Robert Lukins is a writer living in Melbourne. His debut novel, The Everlasting Sunday, was published in 2018 and was nominated for several major literary awards. His writing has appeared in Meanjin, Rolling Stone, Overland, The Big Issue, and other odd places.
Today, Robert Lukins is on the blog to answer a few of our questions about his new novel, Loveland. Read on …
Please tell us about your book, Loveland!
RL: Loveland is the story of an Australian woman, May, who is drawn to Nebraska to claim a house on a poisoned lake as part of her grandmother’s will, and by doing so escape the control of her husband. As she starts repairing the old house, May discovers more about her silent, emotionally distant grandmother and unravels the secrets that her grandmother had moved halfway around the world to keep hidden.
Where did you get the first spark of inspiration for this story, and why was it important to you to write it?

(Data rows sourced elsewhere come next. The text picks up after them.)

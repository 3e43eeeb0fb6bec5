//! # Pieces
//!
//! Falling piece shapes, their templates and rotation.

use crate::game::{Position, TerrainType};
use serde::{Deserialize, Serialize};

/// A piece shape: rows of cells, 0 for empty and a terrain code otherwise.
pub type Shape = Vec<Vec<u8>>;

/// The seven classic piece templates.
#[derive(Debug, Clone, Copy, PartialEq, Eq, Hash, Serialize, Deserialize)]
pub enum PieceKind {
    I,
    O,
    T,
    L,
    J,
    S,
    Z,
}

impl PieceKind {
    /// All piece kinds, in template order.
    pub const ALL: [PieceKind; 7] = [
        PieceKind::I,
        PieceKind::O,
        PieceKind::T,
        PieceKind::L,
        PieceKind::J,
        PieceKind::S,
        PieceKind::Z,
    ];

    /// Returns the template matrix for this kind, using 1 for occupied cells.
    pub fn template(self) -> Shape {
        match self {
            PieceKind::I => vec![vec![1, 1, 1, 1]],
            PieceKind::O => vec![vec![1, 1], vec![1, 1]],
            PieceKind::T => vec![vec![0, 1, 0], vec![1, 1, 1]],
            PieceKind::L => vec![vec![0, 0, 1], vec![1, 1, 1]],
            PieceKind::J => vec![vec![1, 0, 0], vec![1, 1, 1]],
            PieceKind::S => vec![vec![0, 1, 1], vec![1, 1, 0]],
            PieceKind::Z => vec![vec![1, 1, 0], vec![0, 1, 1]],
        }
    }
}

/// Rotates a shape 90° clockwise.
///
/// Column `i` of the input becomes row `i` of the result, read from the
/// bottom row upwards. Four applications give back a rectangular input.
/// Rows shorter than the widest one are padded with empty cells.
///
/// # Examples
///
/// ```
/// use terrablocks::rotate_shape;
///
/// let shape = vec![vec![1, 2, 3], vec![4, 5, 6]];
/// assert_eq!(rotate_shape(&shape), vec![vec![4, 1], vec![5, 2], vec![6, 3]]);
/// ```
pub fn rotate_shape(shape: &[Vec<u8>]) -> Shape {
    let cols = shape.iter().map(|row| row.len()).max().unwrap_or(0);
    (0..cols)
        .map(|i| {
            shape
                .iter()
                .rev()
                .map(|row| row.get(i).copied().unwrap_or(0))
                .collect()
        })
        .collect()
}

/// A falling piece: its shape, position and terrain.
///
/// A piece only lives until it is stamped into the board.
#[derive(Debug, Clone, PartialEq, Eq, Serialize, Deserialize)]
pub struct Piece {
    /// Cell matrix; nonzero cells hold the terrain code to stamp
    pub shape: Shape,
    /// Board position of the shape's top-left cell
    pub position: Position,
    /// Terrain the piece is made of
    pub terrain: TerrainType,
    /// Template the piece was created from, if any
    pub kind: Option<PieceKind>,
}

impl Piece {
    /// Creates a piece from a template, at the origin.
    ///
    /// # Examples
    ///
    /// ```
    /// use terrablocks::{Piece, PieceKind, TerrainType};
    ///
    /// let piece = Piece::new(PieceKind::O, TerrainType::Water);
    /// assert_eq!(piece.width(), 2);
    /// assert_eq!(piece.shape[0][0], TerrainType::Water.code());
    /// ```
    pub fn new(kind: PieceKind, terrain: TerrainType) -> Self {
        let mut piece = Self::from_shape(kind.template(), terrain);
        piece.kind = Some(kind);
        piece
    }

    /// Creates a piece from an arbitrary matrix.
    ///
    /// Every nonzero cell is normalized to `terrain`'s code. Rows are
    /// expected to be equally long; rotating pads short ones with empty cells.
    pub fn from_shape(shape: Shape, terrain: TerrainType) -> Self {
        let code = terrain.code();
        let shape = shape
            .into_iter()
            .map(|row| {
                row.into_iter()
                    .map(|cell| if cell != 0 { code } else { 0 })
                    .collect()
            })
            .collect();

        Self {
            shape,
            position: Position::origin(),
            terrain,
            kind: None,
        }
    }

    /// Returns this piece moved to `position`.
    pub fn at(mut self, position: Position) -> Self {
        self.position = position;
        self
    }

    /// Number of columns in the shape.
    pub fn width(&self) -> usize {
        self.shape.first().map_or(0, |row| row.len())
    }

    /// Number of rows in the shape.
    pub fn height(&self) -> usize {
        self.shape.len()
    }

    /// Returns a copy rotated 90° clockwise around the shape's own origin.
    ///
    /// No placement check happens here; callers validate the result and keep
    /// the unrotated piece on failure.
    pub fn rotate(&self) -> Piece {
        Piece {
            shape: rotate_shape(&self.shape),
            ..self.clone()
        }
    }

    /// Iterates the occupied cells as (offset, terrain) pairs.
    pub fn occupied_cells(&self) -> impl Iterator<Item = (Position, TerrainType)> + '_ {
        self.shape.iter().enumerate().flat_map(move |(dy, row)| {
            row.iter().enumerate().filter_map(move |(dx, &cell)| {
                if cell == 0 {
                    return None;
                }
                let terrain = TerrainType::from_code(cell)
                    .filter(|terrain| terrain.is_grid_terrain())
                    .unwrap_or(self.terrain);
                Some((Position::new(dx as i32, dy as i32), terrain))
            })
        })
    }

    /// Absolute board positions the piece would cover at `origin`.
    pub fn cells_at(&self, origin: Position) -> impl Iterator<Item = (Position, TerrainType)> + '_ {
        self.occupied_cells()
            .map(move |(offset, terrain)| (origin + offset, terrain))
    }

    /// Centered spawn position on a board of the given width.
    pub fn spawn_position(&self, board_width: u32) -> Position {
        let x = (board_width as i32 - self.width() as i32) / 2;
        Position::new(x.max(0), 0)
    }
}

RL: As always with my experience of writing, it feels as if the story came from a thousand loose threads getting pulled together, though there was a particular origin moment for Loveland. I was camping on the side of a mountain in Tasmania and one morning walked to the mountain peak as the sun was rising somewhere behind the fog. I was standing there alone and freezing when a vivid image arrived in my mind, of two women standing in the shallows of a lake while around them everything burned. It’s the only time I have had such a clear spark of an idea for a story and I have no idea where it come from, but the writing of Loveland was basically an attempt to write a story around that image that felt real – all the things that lead to and away from those two women in the lake.
What appealed to you about using Nebraska as the setting for Loveland?

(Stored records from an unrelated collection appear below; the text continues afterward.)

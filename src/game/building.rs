//! # Building Phase
//!
//! The falling-piece loop. Every move or rotation is validated against the board
//! before it is applied; a piece that can no longer fall is committed, the
//! post-placement passes run and the next piece spawns. If that next piece does
//! not fit at its spawn position the board is full and the phase is over.

use crate::game::{Board, Direction, Piece, PlacementReport, Position};
use crate::generation::PieceGenerator;
use crate::GenerationConfig;
use log::debug;
use rand::rngs::StdRng;

/// Result of committing a piece to the board.
#[derive(Debug, Clone, PartialEq, Eq)]
pub struct Landing {
    /// Board cells the piece was stamped on
    pub cells: Vec<Position>,
    /// Line and hazard passes that followed
    pub report: PlacementReport,
    /// The freshly spawned piece did not fit
    pub topped_out: bool,
}

/// State of the Building Phase: the falling piece and the one after it.
#[derive(Debug, Clone)]
pub struct BuildingPhase {
    /// The piece currently falling
    pub current: Piece,
    /// Preview of the next piece
    pub next: Piece,
    /// Milliseconds accumulated towards the next gravity step
    gravity_elapsed_ms: f64,
    generator: PieceGenerator,
}

impl BuildingPhase {
    /// Starts a phase with two fresh pieces, the first at its spawn position.
    pub fn new(board: &Board, rng: &mut StdRng) -> Self {
        Self::with_generator(board, PieceGenerator::new(), rng)
    }

    /// Starts a phase drawing pieces from a specific generator.
    pub fn with_generator(board: &Board, generator: PieceGenerator, rng: &mut StdRng) -> Self {
        let first = generator.next_piece(rng);
        let current = first.clone().at(first.spawn_position(board.width));
        let next = generator.next_piece(rng);

        Self {
            current,
            next,
            gravity_elapsed_ms: 0.0,
            generator,
        }
    }

    /// Whether the current piece fits where it is.
    pub fn is_current_valid(&self, board: &Board) -> bool {
        board.is_valid_move(&self.current, self.current.position)
    }

    /// Moves the current piece one cell. Upward moves are never allowed.
    pub fn try_move(&mut self, board: &Board, direction: Direction) -> bool {
        if direction == Direction::North {
            return false;
        }
        let target = self.current.position.step(direction);
        if !board.is_valid_move(&self.current, target) {
            return false;
        }
        self.current.position = target;
        true
    }

    /// Rotates the current piece clockwise, keeping the old shape if the
    /// rotated one does not fit.
    pub fn try_rotate(&mut self, board: &Board) -> bool {
        let rotated = self.current.rotate();
        if !board.is_valid_move(&rotated, rotated.position) {
            return false;
        }
        self.current = rotated;
        true
    }

    /// Moves the piece down one row, committing it if it cannot fall.
    ///
    /// Returns the landing when the piece was committed.
    pub fn step_down(
        &mut self,
        board: &mut Board,
        config: &GenerationConfig,
        rng: &mut StdRng,
    ) -> Option<Landing> {
        if self.try_move(board, Direction::South) {
            return None;
        }
        Some(self.commit(board, config, rng))
    }

    /// Drops the piece as far as it goes and commits it.
    pub fn hard_drop(
        &mut self,
        board: &mut Board,
        config: &GenerationConfig,
        rng: &mut StdRng,
    ) -> Landing {
        while self.try_move(board, Direction::South) {}
        self.commit(board, config, rng)
    }

    /// Advances gravity by `dt_ms`, stepping the piece down once per interval.
    ///
    /// Stops at the first landing that tops out the board.
    pub fn tick(
        &mut self,
        dt_ms: f64,
        board: &mut Board,
        config: &GenerationConfig,
        rng: &mut StdRng,
    ) -> Vec<Landing> {
        let interval = config.gravity_interval_ms.max(1) as f64;
        let mut landings = Vec::new();
        self.gravity_elapsed_ms += dt_ms;

        while self.gravity_elapsed_ms >= interval {
            self.gravity_elapsed_ms -= interval;
            if let Some(landing) = self.step_down(board, config, rng) {
                let topped_out = landing.topped_out;
                landings.push(landing);
                if topped_out {
                    break;
                }
            }
        }

        landings
    }

    /// Stamps the current piece, runs the line and hazard passes and spawns the
    /// next piece.
    fn commit(&mut self, board: &mut Board, config: &GenerationConfig, rng: &mut StdRng) -> Landing {
        let cells: Vec<Position> = self
            .current
            .cells_at(self.current.position)
            .map(|(cell, _)| cell)
            .collect();

        // A piece that never fit (only possible at spawn) is not stamped
        let (placed, report) =
            match board.commit_piece(&self.current, config.hazard_max_component_size) {
                Some(report) => (cells, report),
                None => (Vec::new(), PlacementReport::default()),
            };

        debug!(
            "Committed {:?} piece at {:?}: rows {:?}, {} hazard cell(s)",
            self.current.kind, self.current.position, report.completed_rows, report.hazards_created
        );

        let upcoming = std::mem::replace(&mut self.next, self.generator.next_piece(rng));
        self.current = upcoming.clone().at(upcoming.spawn_position(board.width));
        self.gravity_elapsed_ms = 0.0;

        Landing {
            cells: placed,
            report,
            topped_out: !self.is_current_valid(board),
        }
    }
}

RL: I have been fixated on Nebraska since I was a child. Someone in my family had the Bruce Springsteen album, Nebraska, and I remember being transfixed by the photograph on the record sleeve. A picture of an empty highway disappearing into a seemingly infinite landscape. It always felt so mysterious and full of possibility. Nebraska seemed like the kind of place a person would escape to.

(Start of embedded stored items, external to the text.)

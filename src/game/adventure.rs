//! # Adventure Phase
//!
//! Populates a finished board with a player, enemies and treasures, then runs the
//! chase: the player moves one cell at a time and, after a short delay, every
//! enemy takes one greedy step towards them.

use crate::game::{
    Board, Direction, Enemy, EntityId, GameEvent, Player, Position, TerrainType, Treasure,
};
use crate::GenerationConfig;
use log::{debug, info, warn};
use rand::rngs::StdRng;
use rand::Rng;
use std::collections::{HashSet, VecDeque};

/// Outcome of one enemy step.
#[derive(Debug, Clone, Copy, PartialEq, Eq)]
pub enum EnemyMove {
    /// The enemy stays put
    Stay,
    /// The enemy moves to the given cell
    MoveTo(Position),
    /// The step would land on the player
    Collide,
}

/// Picks the next move of an enemy chasing the player.
///
/// With `roll < x_bias` the enemy steps along X towards the player (when not
/// already aligned); otherwise it steps along Y. The target must be on the board
/// and walkable. There is no fallback axis, so an enemy facing a wall stalls.
///
/// # Examples
///
/// ```
/// use terrablocks::{next_enemy_move, Board, EnemyMove, Position};
///
/// let board = Board::from_rows(&["=====", "====="]).unwrap();
/// let enemy = Position::new(0, 0);
/// let player = Position::new(3, 1);
///
/// assert_eq!(
///     next_enemy_move(&board, enemy, player, 0.1, 0.7),
///     EnemyMove::MoveTo(Position::new(1, 0))
/// );
/// assert_eq!(
///     next_enemy_move(&board, enemy, player, 0.9, 0.7),
///     EnemyMove::MoveTo(Position::new(0, 1))
/// );
/// ```
pub fn next_enemy_move(
    board: &Board,
    enemy: Position,
    player: Position,
    roll: f64,
    x_bias: f64,
) -> EnemyMove {
    let dx = player.x - enemy.x;
    let dy = player.y - enemy.y;

    let target = if roll < x_bias && dx != 0 {
        Position::new(enemy.x + dx.signum(), enemy.y)
    } else if dy != 0 {
        Position::new(enemy.x, enemy.y + dy.signum())
    } else {
        return EnemyMove::Stay;
    };

    if target == player {
        return EnemyMove::Collide;
    }

    match board.get(target) {
        Some(terrain) if terrain.is_walkable() => EnemyMove::MoveTo(target),
        _ => EnemyMove::Stay,
    }
}

/// Finds where the player starts.
///
/// The first cell of row 0 that is neither Hazard nor Empty wins. Without one,
/// random cells in the top `spawn_fallback_rows` rows are sampled until one is
/// not Hazard; if sampling keeps failing the band is scanned in order, and
/// the origin is the last resort.
pub fn find_player_spawn(board: &Board, config: &GenerationConfig, rng: &mut StdRng) -> Position {
    let top_row = (0..board.width as i32)
        .map(|x| Position::new(x, 0))
        .find(|&pos| {
            board
                .get(pos)
                .is_some_and(|terrain| terrain != TerrainType::Hazard && terrain != TerrainType::Empty)
        });

    if let Some(pos) = top_row {
        return pos;
    }

    let band = config.spawn_fallback_rows.clamp(1, board.height.max(1));
    let not_hazard = |pos: Position| {
        board
            .get(pos)
            .is_some_and(|terrain| terrain != TerrainType::Hazard)
    };

    for _ in 0..config.spawn_fallback_attempts {
        let pos = Position::new(
            rng.gen_range(0..board.width.max(1)) as i32,
            rng.gen_range(0..band) as i32,
        );
        if not_hazard(pos) {
            debug!("No spawn on the top row, sampled {:?}", pos);
            return pos;
        }
    }

    warn!("Spawn sampling failed, scanning the top {} row(s)", band);
    (0..band as i32)
        .flat_map(|y| (0..board.width as i32).map(move |x| Position::new(x, y)))
        .find(|&pos| not_hazard(pos))
        .unwrap_or_else(Position::origin)
}

/// Every Hazard cell spawns one enemy.
pub fn spawn_enemies(board: &Board) -> Vec<Enemy> {
    board
        .positions_of(TerrainType::Hazard)
        .into_iter()
        .map(Enemy::new)
        .collect()
}

/// Each Path cell independently hosts a treasure with `treasure_chance`.
pub fn scatter_treasures(board: &Board, config: &GenerationConfig, rng: &mut StdRng) -> Vec<Treasure> {
    board
        .positions_of(TerrainType::Path)
        .into_iter()
        .filter(|_| rng.gen_bool(config.treasure_chance))
        .map(|pos| Treasure::new(pos, config.treasure_value))
        .collect()
}

/// Re-marks Path cells in the bottom `safe_haven_rows` rows as SafeHaven, each
/// with `safe_haven_chance`. Returns the marked cells.
pub fn mark_safe_havens(board: &mut Board, config: &GenerationConfig, rng: &mut StdRng) -> Vec<Position> {
    let first_row = board.height.saturating_sub(config.safe_haven_rows) as i32;
    let candidates: Vec<Position> = board
        .positions_of(TerrainType::Path)
        .into_iter()
        .filter(|pos| pos.y >= first_row)
        .collect();

    let mut marked = Vec::new();
    for pos in candidates {
        if rng.gen_bool(config.safe_haven_chance) {
            board.set_cell(pos.x, pos.y, TerrainType::SafeHaven);
            marked.push(pos);
        }
    }
    marked
}

/// State of the Adventure Phase.
#[derive(Debug, Clone)]
pub struct Adventure {
    pub player: Player,
    pub enemies: Vec<Enemy>,
    /// Treasures still lying on the board
    pub treasures: Vec<Treasure>,
    /// SafeHaven cells already rewarded
    pub visited_havens: HashSet<Position>,
    /// Remaining delay (ms) of each scheduled enemy step
    pending_enemy_steps: VecDeque<f64>,
    all_collected_reported: bool,
}

impl Adventure {
    /// Populates a finished board: player, then enemies, treasures and havens.
    ///
    /// This is the only place the adventure writes to the board.
    pub fn setup(board: &mut Board, config: &GenerationConfig, rng: &mut StdRng) -> Self {
        let spawn = find_player_spawn(board, config, rng);
        let enemies = spawn_enemies(board);
        let treasures = scatter_treasures(board, config, rng);
        let havens = mark_safe_havens(board, config, rng);

        info!(
            "Adventure setup: player at {:?}, {} enemies, {} treasures, {} safe havens",
            spawn,
            enemies.len(),
            treasures.len(),
            havens.len()
        );

        Self::from_parts(
            Player::new(spawn, config.player_health),
            enemies,
            treasures,
        )
    }

    /// Builds an adventure from explicit entities.
    pub fn from_parts(player: Player, enemies: Vec<Enemy>, treasures: Vec<Treasure>) -> Self {
        Self {
            player,
            enemies,
            all_collected_reported: treasures.is_empty(),
            treasures,
            visited_havens: HashSet::new(),
            pending_enemy_steps: VecDeque::new(),
        }
    }

    /// Whether the player can still act.
    pub fn is_active(&self) -> bool {
        self.player.is_alive()
    }

    /// Number of enemy steps waiting on their timer.
    pub fn pending_enemy_steps(&self) -> usize {
        self.pending_enemy_steps.len()
    }

    /// Index of the enemy standing on `position`, if any.
    fn enemy_at(&self, position: Position) -> Option<usize> {
        self.enemies.iter().position(|enemy| enemy.position == position)
    }

    /// Moves the player one cell.
    ///
    /// Blocked moves produce no events. Walking into an enemy is a collision;
    /// a successful step collects treasure, rewards new havens and schedules the
    /// enemy response.
    pub fn move_player(
        &mut self,
        board: &Board,
        direction: Direction,
        config: &GenerationConfig,
    ) -> Vec<GameEvent> {
        let mut events = Vec::new();
        if !self.is_active() {
            return events;
        }

        let from = self.player.position;
        let to = from.step(direction);

        if let Some(index) = self.enemy_at(to) {
            let enemy_id = self.enemies[index].id;
            self.collide(enemy_id, &mut events);
            return events;
        }

        match board.get(to) {
            Some(terrain) if terrain.is_walkable() => {}
            _ => return events,
        }

        self.player.position = to;
        events.push(GameEvent::PlayerMoved { from, to });

        let (found, remaining): (Vec<Treasure>, Vec<Treasure>) = self
            .treasures
            .iter()
            .partition(|treasure| treasure.position == to);
        self.treasures = remaining;
        for treasure in found {
            self.player.treasure_collected += treasure.value;
            events.push(GameEvent::TreasureCollected {
                position: to,
                value: treasure.value,
            });
        }
        if self.treasures.is_empty() && !self.all_collected_reported {
            self.all_collected_reported = true;
            events.push(GameEvent::AllTreasuresCollected);
        }

        if board.get(to) == Some(TerrainType::SafeHaven) && self.visited_havens.insert(to) {
            events.push(GameEvent::SafeHavenReached {
                position: to,
                bonus: config.safe_haven_bonus,
            });
        }

        self.pending_enemy_steps
            .push_back(config.enemy_move_delay_ms as f64);

        events
    }

    /// Moves every enemy once, drawing one roll per enemy.
    pub fn step_enemies(
        &mut self,
        board: &Board,
        config: &GenerationConfig,
        rng: &mut StdRng,
    ) -> Vec<GameEvent> {
        let mut events = Vec::new();

        for index in 0..self.enemies.len() {
            if !self.is_active() {
                break;
            }
            let roll: f64 = rng.gen();
            let enemy = &self.enemies[index];
            let step = next_enemy_move(
                board,
                enemy.position,
                self.player.position,
                roll,
                config.enemy_x_bias,
            );
            match step {
                EnemyMove::Stay => {}
                EnemyMove::MoveTo(to) => {
                    let enemy = &mut self.enemies[index];
                    events.push(GameEvent::EnemyMoved {
                        enemy_id: enemy.id,
                        from: enemy.position,
                        to,
                    });
                    enemy.position = to;
                }
                EnemyMove::Collide => {
                    let enemy_id = enemy.id;
                    self.collide(enemy_id, &mut events);
                }
            }
        }

        events
    }

    /// Counts down scheduled enemy steps and runs the ones that are due.
    pub fn update(
        &mut self,
        dt_ms: f64,
        board: &Board,
        config: &GenerationConfig,
        rng: &mut StdRng,
    ) -> Vec<GameEvent> {
        for remaining in self.pending_enemy_steps.iter_mut() {
            *remaining -= dt_ms;
        }

        let mut events = Vec::new();
        while self
            .pending_enemy_steps
            .front()
            .is_some_and(|&remaining| remaining <= 0.0)
        {
            self.pending_enemy_steps.pop_front();
            events.extend(self.step_enemies(board, config, rng));
        }
        events
    }

    fn collide(&mut self, enemy_id: EntityId, events: &mut Vec<GameEvent>) {
        let alive = self.player.take_hit();
        events.push(GameEvent::Collision {
            enemy_id,
            position: self.player.position,
            health_left: self.player.health,
        });
        if !alive {
            self.pending_enemy_steps.clear();
            events.push(GameEvent::PlayerDefeated);
        }
    }
}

Your first novel, The Everlasting Sunday, was nominated for many awards and is beloved by so many Australian readers. What kind of an impact has this success had on the writing of your second novel?
RL: The publication of my first novel was such an enjoyable experience. I realised that working with and getting to meet so many people devoted to books was something I was missing and is so gratifying. Writing this second novel was at a day-to-day level very similar to the writing of everything else that came before it. Ultimately it’s still just you, alone in a room and faced with a blank screen. Though, away from my desk I felt like I had a lot of support around me, and that I was now a very small piece of a great world of books and reading, which is all I’ve ever wanted.
What was the most challenging part of the writing process for Loveland? How did you overcome it?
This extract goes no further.